- _How to complete this task_
Lines from the listing below that contain the string "static" are to be reported.

- _Record excerpts_
--------------------------------------------------

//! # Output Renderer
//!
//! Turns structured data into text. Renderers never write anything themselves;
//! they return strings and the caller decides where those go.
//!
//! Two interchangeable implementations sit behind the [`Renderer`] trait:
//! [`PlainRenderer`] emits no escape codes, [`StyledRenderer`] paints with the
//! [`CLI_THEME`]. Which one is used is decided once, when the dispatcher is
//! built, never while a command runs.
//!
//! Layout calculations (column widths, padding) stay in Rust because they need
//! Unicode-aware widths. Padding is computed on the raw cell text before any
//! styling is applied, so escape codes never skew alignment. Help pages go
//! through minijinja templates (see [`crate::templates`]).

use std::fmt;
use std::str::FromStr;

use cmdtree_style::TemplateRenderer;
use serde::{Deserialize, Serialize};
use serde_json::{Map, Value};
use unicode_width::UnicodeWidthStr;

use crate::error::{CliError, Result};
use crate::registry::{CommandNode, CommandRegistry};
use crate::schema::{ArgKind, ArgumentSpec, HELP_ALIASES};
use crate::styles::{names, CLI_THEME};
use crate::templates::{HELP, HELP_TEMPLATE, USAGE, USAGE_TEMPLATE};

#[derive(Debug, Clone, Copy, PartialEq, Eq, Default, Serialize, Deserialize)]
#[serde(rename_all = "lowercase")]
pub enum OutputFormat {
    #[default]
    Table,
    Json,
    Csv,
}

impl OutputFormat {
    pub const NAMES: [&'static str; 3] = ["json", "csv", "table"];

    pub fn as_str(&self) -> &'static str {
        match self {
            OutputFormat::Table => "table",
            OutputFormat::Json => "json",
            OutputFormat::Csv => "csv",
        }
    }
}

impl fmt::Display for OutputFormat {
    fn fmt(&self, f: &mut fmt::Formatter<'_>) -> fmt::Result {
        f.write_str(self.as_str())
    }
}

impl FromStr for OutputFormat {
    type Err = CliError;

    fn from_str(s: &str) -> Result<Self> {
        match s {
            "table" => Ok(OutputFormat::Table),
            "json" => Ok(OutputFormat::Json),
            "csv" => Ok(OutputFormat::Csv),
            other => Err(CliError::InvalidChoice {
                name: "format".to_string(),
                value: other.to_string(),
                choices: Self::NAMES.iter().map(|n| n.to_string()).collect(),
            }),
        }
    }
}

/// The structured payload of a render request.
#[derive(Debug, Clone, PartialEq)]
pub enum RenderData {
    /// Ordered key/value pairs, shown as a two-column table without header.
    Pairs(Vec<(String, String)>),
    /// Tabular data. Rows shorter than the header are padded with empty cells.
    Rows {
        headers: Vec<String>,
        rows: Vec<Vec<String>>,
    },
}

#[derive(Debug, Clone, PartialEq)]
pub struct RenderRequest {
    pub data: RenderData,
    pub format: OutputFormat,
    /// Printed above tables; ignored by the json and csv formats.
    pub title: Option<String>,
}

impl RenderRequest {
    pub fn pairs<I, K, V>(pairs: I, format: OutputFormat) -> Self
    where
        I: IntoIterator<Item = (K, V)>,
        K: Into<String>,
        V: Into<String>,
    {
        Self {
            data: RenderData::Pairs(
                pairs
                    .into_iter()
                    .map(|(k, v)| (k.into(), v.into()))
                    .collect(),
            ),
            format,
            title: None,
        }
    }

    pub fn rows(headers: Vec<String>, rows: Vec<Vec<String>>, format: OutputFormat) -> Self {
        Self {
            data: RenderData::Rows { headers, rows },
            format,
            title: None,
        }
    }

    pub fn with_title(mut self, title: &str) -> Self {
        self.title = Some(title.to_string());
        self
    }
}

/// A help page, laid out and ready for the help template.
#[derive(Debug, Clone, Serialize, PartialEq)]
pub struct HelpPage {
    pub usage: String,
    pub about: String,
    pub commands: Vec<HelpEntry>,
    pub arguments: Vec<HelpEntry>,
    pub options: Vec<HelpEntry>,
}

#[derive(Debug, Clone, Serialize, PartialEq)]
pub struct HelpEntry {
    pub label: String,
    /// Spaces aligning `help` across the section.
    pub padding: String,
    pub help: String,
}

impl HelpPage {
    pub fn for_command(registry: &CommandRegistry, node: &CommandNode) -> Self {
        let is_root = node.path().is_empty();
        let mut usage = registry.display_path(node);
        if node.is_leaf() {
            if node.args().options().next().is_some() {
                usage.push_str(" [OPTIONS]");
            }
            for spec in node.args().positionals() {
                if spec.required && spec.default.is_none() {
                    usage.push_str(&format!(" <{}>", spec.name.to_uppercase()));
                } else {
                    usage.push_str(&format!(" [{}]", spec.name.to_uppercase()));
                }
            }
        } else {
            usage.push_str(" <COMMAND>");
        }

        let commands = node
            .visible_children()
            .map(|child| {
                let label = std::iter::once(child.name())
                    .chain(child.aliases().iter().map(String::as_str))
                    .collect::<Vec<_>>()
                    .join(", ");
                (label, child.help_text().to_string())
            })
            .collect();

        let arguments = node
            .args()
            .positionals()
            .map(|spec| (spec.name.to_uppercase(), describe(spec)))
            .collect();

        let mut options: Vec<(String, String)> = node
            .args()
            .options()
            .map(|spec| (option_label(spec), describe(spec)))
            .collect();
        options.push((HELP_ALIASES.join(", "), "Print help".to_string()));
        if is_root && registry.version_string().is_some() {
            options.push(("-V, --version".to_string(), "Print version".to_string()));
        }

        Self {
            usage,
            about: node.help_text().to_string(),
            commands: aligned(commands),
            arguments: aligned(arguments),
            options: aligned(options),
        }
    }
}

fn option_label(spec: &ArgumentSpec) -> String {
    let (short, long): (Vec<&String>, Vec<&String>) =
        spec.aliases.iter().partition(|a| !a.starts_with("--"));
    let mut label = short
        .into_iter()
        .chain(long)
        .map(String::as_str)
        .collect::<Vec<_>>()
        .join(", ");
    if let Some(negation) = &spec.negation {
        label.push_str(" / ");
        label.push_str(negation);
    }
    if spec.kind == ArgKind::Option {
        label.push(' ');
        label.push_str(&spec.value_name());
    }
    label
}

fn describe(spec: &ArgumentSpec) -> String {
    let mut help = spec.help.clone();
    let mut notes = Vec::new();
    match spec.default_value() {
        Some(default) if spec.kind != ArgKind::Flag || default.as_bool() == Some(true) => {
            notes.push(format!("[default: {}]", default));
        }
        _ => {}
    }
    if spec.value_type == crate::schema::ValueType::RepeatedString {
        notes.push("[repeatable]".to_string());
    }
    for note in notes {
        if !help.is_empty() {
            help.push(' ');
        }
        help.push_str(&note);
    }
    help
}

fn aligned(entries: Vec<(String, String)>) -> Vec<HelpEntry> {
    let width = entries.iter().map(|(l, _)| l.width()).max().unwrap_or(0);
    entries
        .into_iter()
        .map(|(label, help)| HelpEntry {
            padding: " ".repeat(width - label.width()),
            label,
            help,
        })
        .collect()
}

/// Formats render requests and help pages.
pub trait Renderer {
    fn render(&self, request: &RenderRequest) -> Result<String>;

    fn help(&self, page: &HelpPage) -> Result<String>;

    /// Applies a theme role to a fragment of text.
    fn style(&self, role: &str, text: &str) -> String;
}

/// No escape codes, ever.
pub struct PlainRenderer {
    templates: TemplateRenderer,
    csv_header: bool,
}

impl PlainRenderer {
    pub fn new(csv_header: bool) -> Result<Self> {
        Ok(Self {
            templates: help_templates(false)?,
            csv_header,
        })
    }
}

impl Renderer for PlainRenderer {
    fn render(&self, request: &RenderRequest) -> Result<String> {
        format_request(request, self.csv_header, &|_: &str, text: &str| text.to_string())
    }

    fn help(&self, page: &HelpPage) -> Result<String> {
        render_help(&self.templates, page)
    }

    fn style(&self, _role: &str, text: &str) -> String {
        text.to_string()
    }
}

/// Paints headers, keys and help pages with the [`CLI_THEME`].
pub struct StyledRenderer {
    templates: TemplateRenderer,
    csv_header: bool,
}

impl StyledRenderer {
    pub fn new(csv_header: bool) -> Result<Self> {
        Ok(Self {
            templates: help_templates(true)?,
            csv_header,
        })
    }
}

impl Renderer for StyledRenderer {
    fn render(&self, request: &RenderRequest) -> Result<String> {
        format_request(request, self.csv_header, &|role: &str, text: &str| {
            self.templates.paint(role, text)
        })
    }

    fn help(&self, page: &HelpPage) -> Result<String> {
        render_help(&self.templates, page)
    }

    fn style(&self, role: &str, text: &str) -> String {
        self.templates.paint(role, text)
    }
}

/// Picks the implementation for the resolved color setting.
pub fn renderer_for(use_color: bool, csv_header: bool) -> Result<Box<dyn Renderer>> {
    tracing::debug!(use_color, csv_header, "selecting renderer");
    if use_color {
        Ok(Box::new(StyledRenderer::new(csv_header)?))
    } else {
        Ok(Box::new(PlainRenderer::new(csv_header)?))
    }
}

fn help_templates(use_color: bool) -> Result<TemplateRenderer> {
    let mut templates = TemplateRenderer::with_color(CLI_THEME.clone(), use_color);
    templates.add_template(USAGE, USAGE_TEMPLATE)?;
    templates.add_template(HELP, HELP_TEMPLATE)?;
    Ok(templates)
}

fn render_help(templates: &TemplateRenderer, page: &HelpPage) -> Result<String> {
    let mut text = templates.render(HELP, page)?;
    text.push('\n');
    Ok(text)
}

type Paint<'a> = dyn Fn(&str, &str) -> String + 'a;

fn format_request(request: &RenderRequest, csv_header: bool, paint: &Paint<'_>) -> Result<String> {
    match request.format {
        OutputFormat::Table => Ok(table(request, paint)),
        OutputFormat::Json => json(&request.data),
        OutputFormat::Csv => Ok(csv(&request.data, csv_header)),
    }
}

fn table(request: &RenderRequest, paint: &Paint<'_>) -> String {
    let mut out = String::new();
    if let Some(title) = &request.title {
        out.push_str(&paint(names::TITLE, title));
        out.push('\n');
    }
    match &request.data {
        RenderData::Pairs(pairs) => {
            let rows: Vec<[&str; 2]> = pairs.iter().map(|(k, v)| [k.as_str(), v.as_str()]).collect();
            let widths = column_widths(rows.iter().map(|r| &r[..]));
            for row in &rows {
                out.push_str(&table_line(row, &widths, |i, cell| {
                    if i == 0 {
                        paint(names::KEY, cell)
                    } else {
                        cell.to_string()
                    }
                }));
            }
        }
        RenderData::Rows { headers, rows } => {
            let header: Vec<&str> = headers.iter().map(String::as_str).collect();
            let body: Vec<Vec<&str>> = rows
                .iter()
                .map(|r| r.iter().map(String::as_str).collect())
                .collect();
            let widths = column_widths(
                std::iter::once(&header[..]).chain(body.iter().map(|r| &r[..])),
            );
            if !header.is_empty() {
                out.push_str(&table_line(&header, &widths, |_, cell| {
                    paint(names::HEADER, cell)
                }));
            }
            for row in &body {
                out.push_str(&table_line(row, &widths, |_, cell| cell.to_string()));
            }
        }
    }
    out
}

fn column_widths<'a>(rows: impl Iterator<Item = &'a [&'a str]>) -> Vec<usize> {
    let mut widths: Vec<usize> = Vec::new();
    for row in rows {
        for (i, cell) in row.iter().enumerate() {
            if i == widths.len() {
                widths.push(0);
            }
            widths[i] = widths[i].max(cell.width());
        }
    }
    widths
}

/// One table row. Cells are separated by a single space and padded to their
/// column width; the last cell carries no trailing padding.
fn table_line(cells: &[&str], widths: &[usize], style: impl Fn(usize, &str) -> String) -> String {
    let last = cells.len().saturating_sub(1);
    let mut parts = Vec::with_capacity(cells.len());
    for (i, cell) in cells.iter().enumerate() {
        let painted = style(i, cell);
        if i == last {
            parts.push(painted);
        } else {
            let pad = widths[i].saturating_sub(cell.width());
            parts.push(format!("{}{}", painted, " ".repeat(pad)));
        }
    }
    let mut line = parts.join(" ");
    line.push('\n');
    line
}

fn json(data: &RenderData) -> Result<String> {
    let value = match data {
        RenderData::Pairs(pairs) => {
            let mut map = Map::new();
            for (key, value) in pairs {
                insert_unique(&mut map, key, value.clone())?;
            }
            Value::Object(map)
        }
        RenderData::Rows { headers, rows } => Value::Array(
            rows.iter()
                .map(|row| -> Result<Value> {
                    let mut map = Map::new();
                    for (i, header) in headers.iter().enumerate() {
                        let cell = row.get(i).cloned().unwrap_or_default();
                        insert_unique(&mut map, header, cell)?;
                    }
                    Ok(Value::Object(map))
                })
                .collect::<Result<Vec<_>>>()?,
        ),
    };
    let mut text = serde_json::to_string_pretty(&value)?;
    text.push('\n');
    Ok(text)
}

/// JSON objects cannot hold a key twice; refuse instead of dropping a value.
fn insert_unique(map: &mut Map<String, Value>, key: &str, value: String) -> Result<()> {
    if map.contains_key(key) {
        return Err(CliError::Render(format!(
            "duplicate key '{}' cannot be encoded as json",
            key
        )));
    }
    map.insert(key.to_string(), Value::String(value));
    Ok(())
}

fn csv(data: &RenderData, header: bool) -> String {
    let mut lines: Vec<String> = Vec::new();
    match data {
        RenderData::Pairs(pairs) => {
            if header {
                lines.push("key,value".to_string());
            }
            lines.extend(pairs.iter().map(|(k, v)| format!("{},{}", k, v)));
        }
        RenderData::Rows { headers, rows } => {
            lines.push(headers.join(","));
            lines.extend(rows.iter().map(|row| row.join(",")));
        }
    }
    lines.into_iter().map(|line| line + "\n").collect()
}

--------------------------------------------------

- _Solution_
    pub const NAMES: [&'static str; 3] = ["json", "csv", "table"];
    pub fn as_str(&self) -> &'static str {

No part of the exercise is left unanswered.